# Task to carry out
The answer must be one number: how many lines of the records contain "outcome".

(Collected data entries)
-------
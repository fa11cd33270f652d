//! Final assembly: the documents of every converted job, in catalog order.

pub mod pdf;

use std::path::{Path, PathBuf};
use std::sync::Arc;

use serde::Serialize;
use tracing::{info, info_span};

use crate::error::MergeError;
use crate::worker::RunSummary;

pub use pdf::LopdfMerger;

/// Writes `inputs`, in order, as one document at `output` and returns the
/// number of pages written. `output` is replaced, never partially written.
pub trait DocumentMerger: Send + Sync {
    fn merge(&self, inputs: &[PathBuf], output: &Path) -> Result<usize, MergeError>;
}

#[derive(Debug, Clone, PartialEq, Eq, Serialize)]
pub struct MergeReport {
    pub output_path: PathBuf,
    /// Merged documents in page order.
    pub documents: Vec<PathBuf>,
    pub page_count: usize,
    /// Jobs left out because they failed.
    pub excluded: Vec<String>,
}

pub struct MergeCoordinator {
    merger: Arc<dyn DocumentMerger>,
    output_path: PathBuf,
}

impl MergeCoordinator {
    pub fn new(merger: Arc<dyn DocumentMerger>, output_path: impl Into<PathBuf>) -> Self {
        Self {
            merger,
            output_path: output_path.into(),
        }
    }

    pub fn output_path(&self) -> &Path {
        &self.output_path
    }

    /// Merges the document of every `Done` job. The summary is already in
    /// catalog order, so selection is a filter and never a re-sort.
    pub fn merge(&self, summary: &RunSummary) -> Result<MergeReport, MergeError> {
        let _span = info_span!("merge").entered();

        let documents: Vec<PathBuf> = summary
            .done()
            .filter_map(|outcome| outcome.document_path.clone())
            .collect();
        if documents.is_empty() {
            return Err(MergeError::NothingToMerge);
        }

        let excluded: Vec<String> = summary
            .failures()
            .map(|outcome| outcome.file_name.clone())
            .collect();

        let page_count = self.merger.merge(&documents, &self.output_path)?;
        info!(
            "Merged {} documents ({} pages) into {}",
            documents.len(),
            page_count,
            self.output_path.display()
        );

        Ok(MergeReport {
            output_path: self.output_path.clone(),
            documents,
            page_count,
            excluded,
        })
    }
}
-------
# Task output
2